**SOURCE RECORDS**
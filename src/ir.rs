//! Intermediate representation of loaded translations.

pub mod translation;
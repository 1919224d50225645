//! Errors raised while bootstrapping translations.

use thiserror::Error;

/// Fatal initialization failures.
///
/// Lookups never produce these; only building a translation table does.
#[derive(Error, Debug, Clone, PartialEq, Eq)]
pub enum LocaleError {
    /// The requested fallback is not one of the supported identifiers.
    #[error("Invalid Locale: Locale {0} is invalid.")]
    InvalidLocaleIdentifier(String),

    /// A lang file is malformed, or the fallback locale ended up without data.
    #[error("Config Problem: {0}")]
    Config(String),
}

impl LocaleError {
    pub(crate) fn config(message: impl Into<String>) -> Self {
        Self::Config(message.into())
    }
}
//! The localization context a plugin builds at startup and threads through its handlers.

use std::path::Path;
use std::sync::{
    Arc,
    OnceLock,
};

use thiserror::Error;

use crate::config::{
    LocaleSettings,
    SettingsError,
};
use crate::error::LocaleError;
use crate::input::{
    DiscoveryError,
    FileLoader,
    LangSource,
    StructuredLoader,
    find_lang_files,
};
use crate::session::{
    LocaleTracker,
    SessionLifecycle,
};
use crate::store::TranslationStore;
use crate::text::Substitutions;
use crate::types::LocaleIdentifier;

static GLOBAL: OnceLock<Locale> = OnceLock::new();

/// Who a message is addressed to.
#[derive(Debug, Clone, Copy, PartialEq, Eq)]
pub enum Requester<'a> {
    /// A connected player, identified by name.
    Player { name: &'a str },
    /// Console or another caller without a session; always gets the fallback.
    Console,
}

/// Delivers final text to a requester. Implemented by the host.
pub trait MessageSink {
    fn send_message(&self, recipient: &Requester<'_>, text: &str);
}

/// Failures of the one-call bootstrap from a data folder.
#[derive(Error, Debug)]
pub enum BootstrapError {
    #[error(transparent)]
    Settings(#[from] SettingsError),

    #[error(transparent)]
    Discovery(#[from] DiscoveryError),

    #[error(transparent)]
    Locale(#[from] LocaleError),
}

/// Loaded translations plus the live locale of each connected player.
#[derive(Debug)]
pub struct Locale {
    store: TranslationStore,
    tracker: Arc<LocaleTracker>,
}

impl Locale {
    /// Builds a context from lang files the caller already loaded.
    ///
    /// `settings` are used as given; see [`LocaleSettings::validate`].
    pub fn from_sources(
        settings: &LocaleSettings,
        sources: impl IntoIterator<Item = LangSource>,
    ) -> Result<Self, LocaleError> {
        let mut store =
            TranslationStore::new(settings.key_separator.clone(), settings.markup_prefix);
        store.initialize(&settings.fallback_identifier, sources)?;
        let tracker = Arc::new(LocaleTracker::new(store.fallback()));
        Ok(Self { store, tracker })
    }

    /// Validates `settings`, then discovers the lang files of `data_folder` and loads
    /// them with `loader`.
    pub fn load(
        data_folder: &Path,
        settings: &LocaleSettings,
        loader: &dyn StructuredLoader,
    ) -> Result<Self, BootstrapError> {
        settings.validate().map_err(SettingsError::ValidationErrors)?;

        let lang_dir = data_folder.join(&settings.lang_directory);
        let files = find_lang_files(&lang_dir, &settings.file_patterns)?;
        tracing::debug!(lang_dir = %lang_dir.display(), files = files.len(), "Loading lang files");

        let sources = files.iter().map(|path| LangSource::load(loader, path));
        Ok(Self::from_sources(settings, sources)?)
    }

    /// Reads `locale.json` (or defaults) from `data_folder`, then loads its lang files
    /// from disk.
    pub fn load_default(data_folder: &Path) -> Result<Self, BootstrapError> {
        let settings = LocaleSettings::load(data_folder)?;
        Self::load(data_folder, &settings, &FileLoader)
    }

    #[must_use]
    pub const fn store(&self) -> &TranslationStore {
        &self.store
    }

    /// Shared handle to the tracker, for hosts wiring their own session events.
    #[must_use]
    pub fn tracker(&self) -> Arc<LocaleTracker> {
        Arc::clone(&self.tracker)
    }

    #[must_use]
    pub const fn fallback(&self) -> LocaleIdentifier {
        self.store.fallback()
    }

    /// Subscribes the tracker to the host's session signals.
    pub fn attach(&self, lifecycle: &mut impl SessionLifecycle) {
        lifecycle.register(self.tracker());
    }

    /// The locale to translate for `requester`.
    #[must_use]
    pub fn locale_for(&self, requester: &Requester<'_>) -> String {
        match requester {
            Requester::Player { name } => self.tracker.resolve(name),
            Requester::Console => self.fallback().code().to_string(),
        }
    }

    /// See [`TranslationStore::get_translation`].
    #[must_use]
    pub fn get_translation(
        &self,
        locale: &str,
        message_id: &str,
        substitutions: &Substitutions,
    ) -> String {
        self.store.get_translation(locale, message_id, substitutions)
    }

    /// Translates `message_id` into `requester`'s locale.
    #[must_use]
    pub fn translate(
        &self,
        requester: &Requester<'_>,
        message_id: &str,
        substitutions: &Substitutions,
    ) -> String {
        self.get_translation(&self.locale_for(requester), message_id, substitutions)
    }

    /// Translates `message_id` for `requester` and hands it to `sink`.
    pub fn send_translated_message(
        &self,
        sink: &dyn MessageSink,
        requester: &Requester<'_>,
        message_id: &str,
        substitutions: &Substitutions,
    ) {
        let text = self.translate(requester, message_id, substitutions);
        sink.send_message(requester, &text);
    }

    /// Installs `self` as the process-wide context, reachable through [`Locale::global`].
    ///
    /// Only the first call succeeds; later calls hand their context back.
    pub fn install_global(self) -> Result<(), Self> {
        GLOBAL.set(self)
    }

    /// The process-wide context, if one was installed.
    #[must_use]
    pub fn global() -> Option<&'static Self> {
        GLOBAL.get()
    }
}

**ACTIVITY**
Word for word, repeat each entry from the listing above.

**SOLUTION FOR THIS TASK**
filename src/ir.rs
//! Intermediate representation of loaded translations.

pub mod translation;
repository 1919224d50225645
//! Errors raised while bootstrapping translations.

use thiserror::Error;

/// Fatal initialization failures.
///
/// Lookups never produce these; only building a translation table does.
#[derive(Error, Debug, Clone, PartialEq, Eq)]
pub enum LocaleError {
    /// The requested fallback is not one of the supported identifiers.
    #[error("Invalid Locale: Locale {0} is invalid.")]
    InvalidLocaleIdentifier(String),

    /// A lang file is malformed, or the fallback locale ended up without data.
    #[error("Config Problem: {0}")]
    Config(String),
}

impl LocaleError {
    pub(crate) fn config(message: impl Into<String>) -> Self {
        Self::Config(message.into())
    }
}
//! The localization context a plugin builds at startup and threads through its handlers.

use std::path::Path;
use std::sync::{
    Arc,
    OnceLock,
};

use thiserror::Error;

use crate::config::{
    LocaleSettings,
    SettingsError,
};
use crate::error::LocaleError;
use crate::input::{
    DiscoveryError,
    FileLoader,
    LangSource,
    StructuredLoader,
    find_lang_files,
};
use crate::session::{
    LocaleTracker,
    SessionLifecycle,
};
use crate::store::TranslationStore;
use crate::text::Substitutions;
use crate::types::LocaleIdentifier;

static GLOBAL: OnceLock<Locale> = OnceLock::new();

/// Who a message is addressed to.
#[derive(Debug, Clone, Copy, PartialEq, Eq)]
pub enum Requester<'a> {
    /// A connected player, identified by name.
    Player { name: &'a str },
    /// Console or another caller without a session; always gets the fallback.
    Console,
}

/// Delivers final text to a requester. Implemented by the host.
pub trait MessageSink {
    fn send_message(&self, recipient: &Requester<'_>, text: &str);
}

/// Failures of the one-call bootstrap from a data folder.
#[derive(Error, Debug)]
pub enum BootstrapError {
    #[error(transparent)]
    Settings(#[from] SettingsError),

    #[error(transparent)]
    Discovery(#[from] DiscoveryError),

    #[error(transparent)]
    Locale(#[from] LocaleError),
}

/// Loaded translations plus the live locale of each connected player.
#[derive(Debug)]
pub struct Locale {
    store: TranslationStore,
    tracker: Arc<LocaleTracker>,
}

impl Locale {
    /// Builds a context from lang files the caller already loaded.
    ///
    /// `settings` are used as given; see [`LocaleSettings::validate`].
    pub fn from_sources(
        settings: &LocaleSettings,
        sources: impl IntoIterator<Item = LangSource>,
    ) -> Result<Self, LocaleError> {
        let mut store =
            TranslationStore::new(settings.key_separator.clone(), settings.markup_prefix);
        store.initialize(&settings.fallback_identifier, sources)?;
        let tracker = Arc::new(LocaleTracker::new(store.fallback()));
        Ok(Self { store, tracker })
    }

    /// Validates `settings`, then discovers the lang files of `data_folder` and loads
    /// them with `loader`.
    pub fn load(
        data_folder: &Path,
        settings: &LocaleSettings,
        loader: &dyn StructuredLoader,
    ) -> Result<Self, BootstrapError> {
        settings.validate().map_err(SettingsError::ValidationErrors)?;

        let lang_dir = data_folder.join(&settings.lang_directory);
        let files = find_lang_files(&lang_dir, &settings.file_patterns)?;
        tracing::debug!(lang_dir = %lang_dir.display(), files = files.len(), "Loading lang files");

        let sources = files.iter().map(|path| LangSource::load(loader, path));
        Ok(Self::from_sources(settings, sources)?)
    }

    /// Reads `locale.json` (or defaults) from `data_folder`, then loads its lang files
    /// from disk.
    pub fn load_default(data_folder: &Path) -> Result<Self, BootstrapError> {
        let settings = LocaleSettings::load(data_folder)?;
        Self::load(data_folder, &settings, &FileLoader)
    }

    #[must_use]
    pub const fn store(&self) -> &TranslationStore {
        &self.store
    }

    /// Shared handle to the tracker, for hosts wiring their own session events.
    #[must_use]
    pub fn tracker(&self) -> Arc<LocaleTracker> {
        Arc::clone(&self.tracker)
    }

    #[must_use]
    pub const fn fallback(&self) -> LocaleIdentifier {
        self.store.fallback()
    }

    /// Subscribes the tracker to the host's session signals.
    pub fn attach(&self, lifecycle: &mut impl SessionLifecycle) {
        lifecycle.register(self.tracker());
    }

    /// The locale to translate for `requester`.
    #[must_use]
    pub fn locale_for(&self, requester: &Requester<'_>) -> String {
        match requester {
            Requester::Player { name } => self.tracker.resolve(name),
            Requester::Console => self.fallback().code().to_string(),
        }
    }

    /// See [`TranslationStore::get_translation`].
    #[must_use]
    pub fn get_translation(
        &self,
        locale: &str,
        message_id: &str,
        substitutions: &Substitutions,
    ) -> String {
        self.store.get_translation(locale, message_id, substitutions)
    }

    /// Translates `message_id` into `requester`'s locale.
    #[must_use]
    pub fn translate(
        &self,
        requester: &Requester<'_>,
        message_id: &str,
        substitutions: &Substitutions,
    ) -> String {
        self.get_translation(&self.locale_for(requester), message_id, substitutions)
    }

    /// Translates `message_id` for `requester` and hands it to `sink`.
    pub fn send_translated_message(
        &self,
        sink: &dyn MessageSink,
        requester: &Requester<'_>,
        message_id: &str,
        substitutions: &Substitutions,
    ) {
        let text = self.translate(requester, message_id, substitutions);
        sink.send_message(requester, &text);
    }

    /// Installs `self` as the process-wide context, reachable through [`Locale::global`].
    ///
    /// Only the first call succeeds; later calls hand their context back.
    pub fn install_global(self) -> Result<(), Self> {
        GLOBAL.set(self)
    }

    /// The process-wide context, if one was installed.
    #[must_use]
    pub fn global() -> Option<&'static Self> {
        GLOBAL.get()
    }
}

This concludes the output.